-- WHAT TO WORK ON --
Search the records below for the word "lists". Pull out each line that has it.

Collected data
--------------------
//! Indexed triangle mesh, the input of the scene.
//!
//! The mesh is immutable once built and gets shared between all the triangle leaves
//! of a scene, each leaf only stores its face index.

use index_vec::IndexVec;
use thiserror::Error;

use crate::geometry::{FloatType, Triangle, WorldPoint, WorldVector};

index_vec::define_index_type! {
    pub struct VertexIdx = usize;
}

index_vec::define_index_type! {
    pub struct FaceIdx = usize;
}

/// Accumulated normals shorter than this are considered zero and left unnormalized.
const MIN_NORMAL_LENGTH: FloatType = 1e-10;

#[derive(Clone, Debug, Default)]
pub struct Mesh {
    vertices: IndexVec<VertexIdx, WorldPoint>,
    faces: IndexVec<FaceIdx, Triangle<VertexIdx>>,
    normals: IndexVec<VertexIdx, WorldVector>,
}

#[derive(Debug, Error, PartialEq)]
pub enum MeshError {
    #[error("Face {face} references vertex {vertex}, but the mesh only has {vertex_count} vertices")]
    VertexIndexOutOfRange {
        face: usize,
        vertex: usize,
        vertex_count: usize,
    },

    #[error("Got {normal_count} vertex normals for {vertex_count} vertices")]
    NormalCountMismatch {
        normal_count: usize,
        vertex_count: usize,
    },
}

impl Mesh {
    /// Creates a mesh from vertex positions and 0-based vertex indices of faces,
    /// computing smooth per-vertex normals.
    pub fn new(vertices: Vec<WorldPoint>, faces: Vec<[usize; 3]>) -> Result<Mesh, MeshError> {
        let vertices: IndexVec<VertexIdx, WorldPoint> = vertices.into();
        let faces = convert_faces(faces, vertices.len())?;
        let normals = per_vertex_normals(&vertices, &faces);

        Ok(Mesh {
            vertices,
            faces,
            normals,
        })
    }

    /// Creates a mesh with externally supplied vertex normals.
    pub fn with_normals(
        vertices: Vec<WorldPoint>,
        faces: Vec<[usize; 3]>,
        normals: Vec<WorldVector>,
    ) -> Result<Mesh, MeshError> {
        if normals.len() != vertices.len() {
            return Err(MeshError::NormalCountMismatch {
                normal_count: normals.len(),
                vertex_count: vertices.len(),
            });
        }

        let faces = convert_faces(faces, vertices.len())?;

        Ok(Mesh {
            vertices: vertices.into(),
            faces,
            normals: normals.into(),
        })
    }

    pub fn vertices(&self) -> &IndexVec<VertexIdx, WorldPoint> {
        &self.vertices
    }

    pub fn faces(&self) -> &IndexVec<FaceIdx, Triangle<VertexIdx>> {
        &self.faces
    }

    pub fn normals(&self) -> &IndexVec<VertexIdx, WorldVector> {
        &self.normals
    }

    /// Corner positions of a face.
    pub fn triangle(&self, face: FaceIdx) -> Triangle<WorldPoint> {
        self.faces[face].map(|i| self.vertices[*i])
    }

    /// Vertex normals at the corners of a face.
    pub fn triangle_normals(&self, face: FaceIdx) -> Triangle<WorldVector> {
        self.faces[face].map(|i| self.normals[*i])
    }
}

fn convert_faces(
    faces: Vec<[usize; 3]>,
    vertex_count: usize,
) -> Result<IndexVec<FaceIdx, Triangle<VertexIdx>>, MeshError> {
    faces
        .into_iter()
        .enumerate()
        .map(|(face, indices)| {
            if let Some(&vertex) = indices.iter().find(|&&i| i >= vertex_count) {
                return Err(MeshError::VertexIndexOutOfRange {
                    face,
                    vertex,
                    vertex_count,
                });
            }
            let [a, b, c] = indices.map(VertexIdx::from_usize);
            Ok(Triangle::new(a, b, c))
        })
        .collect()
}

/// Smooth normals: every vertex gets the normalized sum of area weighted normals
/// of the faces around it.
/// Vertices with no faces (or only degenerate ones) keep a zero normal.
pub fn per_vertex_normals(
    vertices: &IndexVec<VertexIdx, WorldPoint>,
    faces: &IndexVec<FaceIdx, Triangle<VertexIdx>>,
) -> IndexVec<VertexIdx, WorldVector> {
    let mut normals: IndexVec<VertexIdx, WorldVector> =
        index_vec::index_vec![WorldVector::zeros(); vertices.len()];

    for face in faces.iter() {
        let area_normal = face.map(|i| vertices[*i]).normal();
        for i in face.iter() {
            normals[*i] += area_normal;
        }
    }

    for normal in normals.iter_mut() {
        if normal.norm() > MIN_NORMAL_LENGTH {
            normal.normalize_mut();
        }
    }

    normals
}
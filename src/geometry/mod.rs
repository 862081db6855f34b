mod aabb;
mod ray_box_intersection;
mod ray_triangle_intersection;
mod triangle;

pub use aabb::AABB;
pub use ray_box_intersection::{ray_box_window, ray_intersect_box};
pub use ray_triangle_intersection::{TriangleHit, ray_intersect_triangle};
pub use triangle::{BarycentricCoordinates, Triangle};

pub type FloatType = f64;

pub type WorldPoint = nalgebra::Point3<FloatType>;
pub type WorldVector = nalgebra::Vector3<FloatType>;
pub type WorldBox = AABB<WorldPoint>;

/// Direction components smaller than this are treated as parallel to the slab
/// in the ray-box test.
pub const PARALLEL_EPSILON: FloatType = 1e-8;

/// Systems with determinant smaller than this are treated as degenerate
/// in the ray-triangle test.
pub const DETERMINANT_EPSILON: FloatType = 1e-8;

#[derive(Clone, Debug, PartialEq)]
pub struct Ray {
    pub origin: WorldPoint,
    /// Direction of the ray, not necessarily normalized.
    /// Distances along the ray are measured in multiples of this vector.
    pub direction: WorldVector,
}

impl Ray {
    pub fn new(origin: WorldPoint, direction: WorldVector) -> Ray {
        Ray { origin, direction }
    }

    pub fn point_at(&self, t: FloatType) -> WorldPoint {
        self.origin + self.direction * t
    }
}
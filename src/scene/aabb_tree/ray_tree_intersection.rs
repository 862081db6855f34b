use crate::geometry::{FloatType, Ray, ray_intersect_box};

use super::{AabbTree, RayHit};

impl AabbTree {
    /// Finds the closest hit within [min_t, max_t].
    ///
    /// Both children are probed with the same window. If they hit at the same distance,
    /// the right child wins.
    pub fn ray_intersect(&self, ray: &Ray, min_t: FloatType, max_t: FloatType) -> Option<RayHit<'_>> {
        if !ray_intersect_box(ray, &self.bounding_box, min_t, max_t) {
            return None;
        }

        let Some(right) = &self.right else {
            return self.left.ray_intersect(ray, min_t, max_t);
        };

        let left_hit = self.left.ray_intersect(ray, min_t, max_t);
        let right_hit = right.ray_intersect(ray, min_t, max_t);

        match (left_hit, right_hit) {
            (Some(l), Some(r)) => Some(if l.t < r.t { l } else { r }),
            (hit, None) | (None, hit) => hit,
        }
    }
}
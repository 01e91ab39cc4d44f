use proptest::prelude::*;
use crate::lexicon::{Lexicon, SentimentLexicons};
use crate::pipeline::Rater;
use crate::text::{normalize, tokenize, is_punctuation};

fn small_rater() -> Rater {
    Rater::new(SentimentLexicons::new(Lexicon::from_text("good\njoy"),Lexicon::from_text("bad\ngrim")))
}

// Normalizing twice is the same as normalizing once.
proptest! {
    #[test]
    fn prop_normalize_idempotent(s in "\\PC*") {
        let once = normalize(&s);
        prop_assert_eq!(normalize(&once), once);
    }
}

// Tokens are never empty and never contain whitespace or punctuation.
proptest! {
    #[test]
    fn prop_tokens_clean(s in "\\PC*") {
        for token in tokenize(&normalize(&s)) {
            prop_assert!(!token.is_empty());
            prop_assert!(!token.chars().any(|c|c.is_whitespace() || is_punctuation(c)));
        }
    }
}

// Same text, same answer.
proptest! {
    #[test]
    fn prop_rate_deterministic(s in "\\PC*") {
        let rater = small_rater();
        prop_assert_eq!(rater.rate(&s), rater.rate(&s));
    }
}

// Equal numbers of positive and negative words give the neutral glyph, whatever the order and filler.
proptest! {
    #[test]
    fn prop_balanced_is_neutral(words in prop::collection::vec(prop::sample::select(vec!["good","joy","table","the"]), 0..20),
                                seed in any::<u64>()) {
        let rater = small_rater();
        let mut text : Vec<&str> = vec![];
        for (i,w) in words.iter().enumerate() {
            text.push(w);
            match *w {
                "good" | "joy" => text.push(if (seed>>(i%64))&1==0 {"bad"} else {"GRIM!"}),
                _ => {}
            }
        }
        prop_assert_eq!(rater.rate(&text.join(" ")), "😐");
    }
}

// The number of glyphs is the size of the rating.
proptest! {
    #[test]
    fn prop_glyph_count(n_good in 0usize..30, n_bad in 0usize..30) {
        let rater = small_rater();
        let text = format!("{} {}", "good ".repeat(n_good), "bad, ".repeat(n_bad));
        let rating = n_good as i64 - n_bad as i64;
        let glyphs = rater.rate(&text);
        let expected = if rating==0 { 1 } else { rating.unsigned_abs() as usize };
        prop_assert_eq!(glyphs.chars().count(), expected);
        prop_assert_eq!(rater.rating(&text).0, rating);
    }
}
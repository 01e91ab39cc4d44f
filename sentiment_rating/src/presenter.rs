//! Render a rating as a row of emoji.

use crate::scoring::Rating;

/// The three symbols a rating is drawn with.
#[derive(Clone,Debug,Eq, PartialEq)]
pub struct Glyphs {
    pub happy : &'static str,
    pub distress : &'static str,
    pub neutral : &'static str,
}

impl Glyphs {
    pub const DEFAULT : Glyphs = Glyphs{ happy: "😊", distress: "😢", neutral: "😐" };

    /// `happy` repeated for a positive rating, `distress` repeated for a negative one, and a single `neutral` for zero.
    pub fn present(&self,rating:Rating) -> String {
        let count = rating.0.unsigned_abs() as usize;
        if rating.is_positive() { self.happy.repeat(count) }
        else if rating.is_negative() { self.distress.repeat(count) }
        else { self.neutral.to_string() }
    }
}

impl Default for Glyphs {
    fn default() -> Self { Glyphs::DEFAULT }
}
//! Turning free text into lowercase word tokens.

use icu_properties::props::{GeneralCategory, GeneralCategoryGroup};
use icu_properties::CodePointMapData;

/// True for anything in the Unicode punctuation categories (Pc, Pd, Ps, Pe, Pi, Pf, Po).
/// Symbols such as `$`, `+` or emoji are not punctuation.
pub fn is_punctuation(c:char) -> bool {
    GeneralCategoryGroup::Punctuation.contains(CodePointMapData::<GeneralCategory>::new().get(c))
}

/// Lower case, with punctuation removed. Applying this twice is the same as applying it once.
pub fn normalize(text:&str) -> String {
    text.to_lowercase().chars().filter(|&c|!is_punctuation(c)).collect()
}

/// Split on runs of whitespace. No token is empty.
pub fn tokenize(text:&str) -> Vec<String> {
    text.split_whitespace().map(|s|s.to_string()).collect()
}
//! Chaining the stages together: normalize, tokenize, score, present.

use std::marker::PhantomData;
use std::path::Path;
use crate::lexicon::SentimentLexicons;
use crate::presenter::Glyphs;
use crate::scoring::{Rating, ScoredToken};
use crate::text::{normalize, tokenize};

/// Functions from A to B applied one after the other, left to right.
pub struct Pipeline<A,B,F> {
    stage : F,
    types : PhantomData<fn(A)->B>,
}

impl <A,B,F:Fn(A)->B> Pipeline<A,B,F> {
    pub fn new(stage:F) -> Self { Pipeline{ stage, types: PhantomData } }

    /// Apply `next` to the output of everything so far.
    pub fn then<C,G:Fn(B)->C>(self,next:G) -> Pipeline<A,C,impl Fn(A)->C> {
        let stage = self.stage;
        Pipeline::new(move |a:A| next(stage(a)))
    }

    pub fn run(&self,input:A) -> B { (self.stage)(input) }
}

/// Everything needed to rate text. Only holds immutable data, so can be shared between threads.
#[derive(Clone,Debug)]
pub struct Rater {
    lexicons : SentimentLexicons,
    glyphs : Glyphs,
}

impl Rater {
    pub fn new(lexicons:SentimentLexicons) -> Self { Rater{ lexicons, glyphs: Glyphs::default() } }

    /// A rater using the word lists compiled into the binary.
    pub fn bundled() -> Option<Self> { SentimentLexicons::bundled().map(Rater::new) }

    pub fn with_glyphs(self,glyphs:Glyphs) -> Self { Rater{ glyphs, ..self } }

    pub fn lexicons(&self) -> &SentimentLexicons { &self.lexicons }

    /// The rating of some text, as emoji.
    pub fn rate(&self,text:&str) -> String {
        Pipeline::new(normalize)
            .then(|normalized:String|tokenize(&normalized))
            .then(|tokens:Vec<String>|self.lexicons.aggregate(&tokens))
            .then(|rating:Rating|self.glyphs.present(rating))
            .run(text)
    }

    /// The rating of some text, as a number.
    pub fn rating(&self,text:&str) -> Rating {
        Pipeline::new(normalize)
            .then(|normalized:String|tokenize(&normalized))
            .then(|tokens:Vec<String>|self.lexicons.aggregate(&tokens))
            .run(text)
    }

    /// What each token of the text scored.
    pub fn explain(&self,text:&str) -> Vec<ScoredToken> {
        self.lexicons.explain(&tokenize(&normalize(text)))
    }

    /// Rate the contents of a file. None if it can't be read as text.
    pub fn rate_file<P:AsRef<Path>>(&self,path:P) -> Option<String> {
        std::fs::read_to_string(path).ok().map(|text|self.rate(&text))
    }
}
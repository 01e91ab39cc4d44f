//! Rate each of the bundled sample texts, printing one JSON object per line.

use anyhow::anyhow;
use serde::Serialize;
use sentiment_rating::pipeline::Rater;
use sentiment_rating::samples;
use sentiment_rating::scoring::Rating;

#[derive(Serialize)]
struct SampleReport<'a> {
    name : &'a str,
    rating : Rating,
    glyphs : String,
}

fn main() -> anyhow::Result<()> {
    env_logger::init();
    let rater = Rater::bundled().ok_or_else(||anyhow!("Bundled word lists missing"))?;
    for name in samples::names() {
        let text = samples::bundled(name).ok_or_else(||anyhow!("No sample {}",name))?;
        let report = SampleReport{ name, rating: rater.rating(text), glyphs: rater.rate(text) };
        println!("{}",serde_json::to_string(&report)?);
    }
    Ok(())
}
//! API client, configuration and data models

pub mod client;
pub mod config;
pub mod errors;
pub mod models;
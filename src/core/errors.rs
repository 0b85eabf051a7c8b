//! Custom error types for API operations

use thiserror::Error;

/// Errors raised while talking to the scripture API
#[derive(Error, Debug)]
pub enum BibleError {
    /// Connection failure, timeout or a body that is not JSON
    #[error("{0}")]
    Network(#[from] reqwest::Error),

    /// Server answered with a non-2xx status
    #[error("API error: {status} - {message}")]
    Api {
        status: u16,
        message: String,
    },

    /// Body decoded but an expected field is missing or mistyped
    #[error("{message}")]
    ResponseShape {
        message: String,
    },

    /// Configuration error
    #[error("Configuration error: {message}")]
    Config {
        message: String,
    },
}

impl BibleError {
    /// True for failures at the HTTP layer, as opposed to shape errors
    pub fn is_transport(&self) -> bool {
        matches!(self, BibleError::Network(_) | BibleError::Api { .. })
    }

    pub(crate) fn shape(err: serde_json::Error) -> Self {
        BibleError::ResponseShape {
            message: err.to_string(),
        }
    }
}

/// Result type for API operations
pub type Result<T> = std::result::Result<T, BibleError>;

#[cfg(test)]
mod tests {
    use super::*;

    #[test]
    fn test_error_kinds() {
        let api = BibleError::Api {
            status: 401,
            message: "unauthorized".to_string(),
        };
        assert!(api.is_transport());
        assert_eq!(api.to_string(), "API error: 401 - unauthorized");

        let shape = BibleError::ResponseShape {
            message: "missing field `data`".to_string(),
        };
        assert!(!shape.is_transport());
        assert_eq!(shape.to_string(), "missing field `data`");
    }

    #[test]
    fn test_shape_from_serde() {
        let err = serde_json::from_str::<Vec<u8>>("{}").unwrap_err();
        assert!(matches!(BibleError::shape(err), BibleError::ResponseShape { .. }));
    }
}
//! Main entry point for Bible CLI

#![forbid(unsafe_code)]

use bible_cli::cli::commands::{dispatch, Args};
use bible_cli::BibleClient;
use clap::Parser;
use dotenvy::dotenv;
use tracing::{debug, error};
use tracing_subscriber::{layer::SubscriberExt, util::SubscriberInitExt};

/// Failures are reported on stdout and the process still exits 0.
#[tokio::main]
async fn main() -> anyhow::Result<()> {
    // Load environment variables
    dotenv().ok();

    let args = Args::parse();

    // Initialize logging
    let log_level = if args.verbose { "debug" } else { "info" };

    tracing_subscriber::registry()
        .with(
            tracing_subscriber::EnvFilter::try_from_default_env()
                .unwrap_or_else(|_| format!("{}={}", env!("CARGO_CRATE_NAME"), log_level).into()),
        )
        .with(tracing_subscriber::fmt::layer().with_writer(std::io::stderr))
        .init();

    debug!("{} {}", bible_cli::NAME, bible_cli::VERSION);

    let config = match args.api_config() {
        Ok(config) => config,
        Err(e) => {
            error!("Failed to load configuration: {}", e);
            println!("Configuration error: {}", e);
            return Ok(());
        }
    };

    let client = match BibleClient::new(config) {
        Ok(client) => client,
        Err(e) => {
            error!("Failed to create HTTP client: {}", e);
            println!("{}", e);
            return Ok(());
        }
    };

    let mut stdout = std::io::stdout();
    if let Err(e) = dispatch(&args, &client, &mut stdout).await {
        error!("Failed to write output: {}", e);
    }

    Ok(())
}
//! One-shot HTTP server for exercising the client in tests

use tokio::io::{AsyncReadExt, AsyncWriteExt};
use tokio::net::TcpListener;
use tokio::sync::oneshot;

/// Nothing listens on port 1 on loopback
pub const UNREACHABLE_URL: &str = "http://127.0.0.1:1";

pub struct CannedServer {
    pub url: String,
    request: oneshot::Receiver<String>,
}

impl CannedServer {
    /// Request head received by the server
    pub async fn request(self) -> String {
        self.request.await.unwrap_or_default()
    }
}

/// Accept a single connection and answer it with `status` and `body`
pub async fn serve_once(status: &'static str, body: &'static str) -> CannedServer {
    let listener = TcpListener::bind("127.0.0.1:0").await.unwrap();
    let addr = listener.local_addr().unwrap();
    let (tx, rx) = oneshot::channel();

    tokio::spawn(async move {
        let (mut socket, _) = listener.accept().await.unwrap();

        let mut head = Vec::new();
        let mut buf = [0u8; 1024];
        while !head.windows(4).any(|w| w == b"\r\n\r\n") {
            let n = socket.read(&mut buf).await.unwrap();
            if n == 0 {
                break;
            }
            head.extend_from_slice(&buf[..n]);
        }

        let response = format!(
            "HTTP/1.1 {}\r\nContent-Type: application/json\r\nContent-Length: {}\r\nConnection: close\r\n\r\n{}",
            status,
            body.len(),
            body
        );
        socket.write_all(response.as_bytes()).await.unwrap();
        socket.shutdown().await.ok();

        let _ = tx.send(String::from_utf8_lossy(&head).into_owned());
    });

    CannedServer {
        url: format!("http://{}", addr),
        request: rx,
    }
}
//! Command-line interface

pub mod commands;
--------------------
-- THE COMPLETED TASK --
    /// A rater using the word lists compiled into the binary.
    let rater = Rater::bundled().ok_or_else(||anyhow!("Bundled word lists missing"))?;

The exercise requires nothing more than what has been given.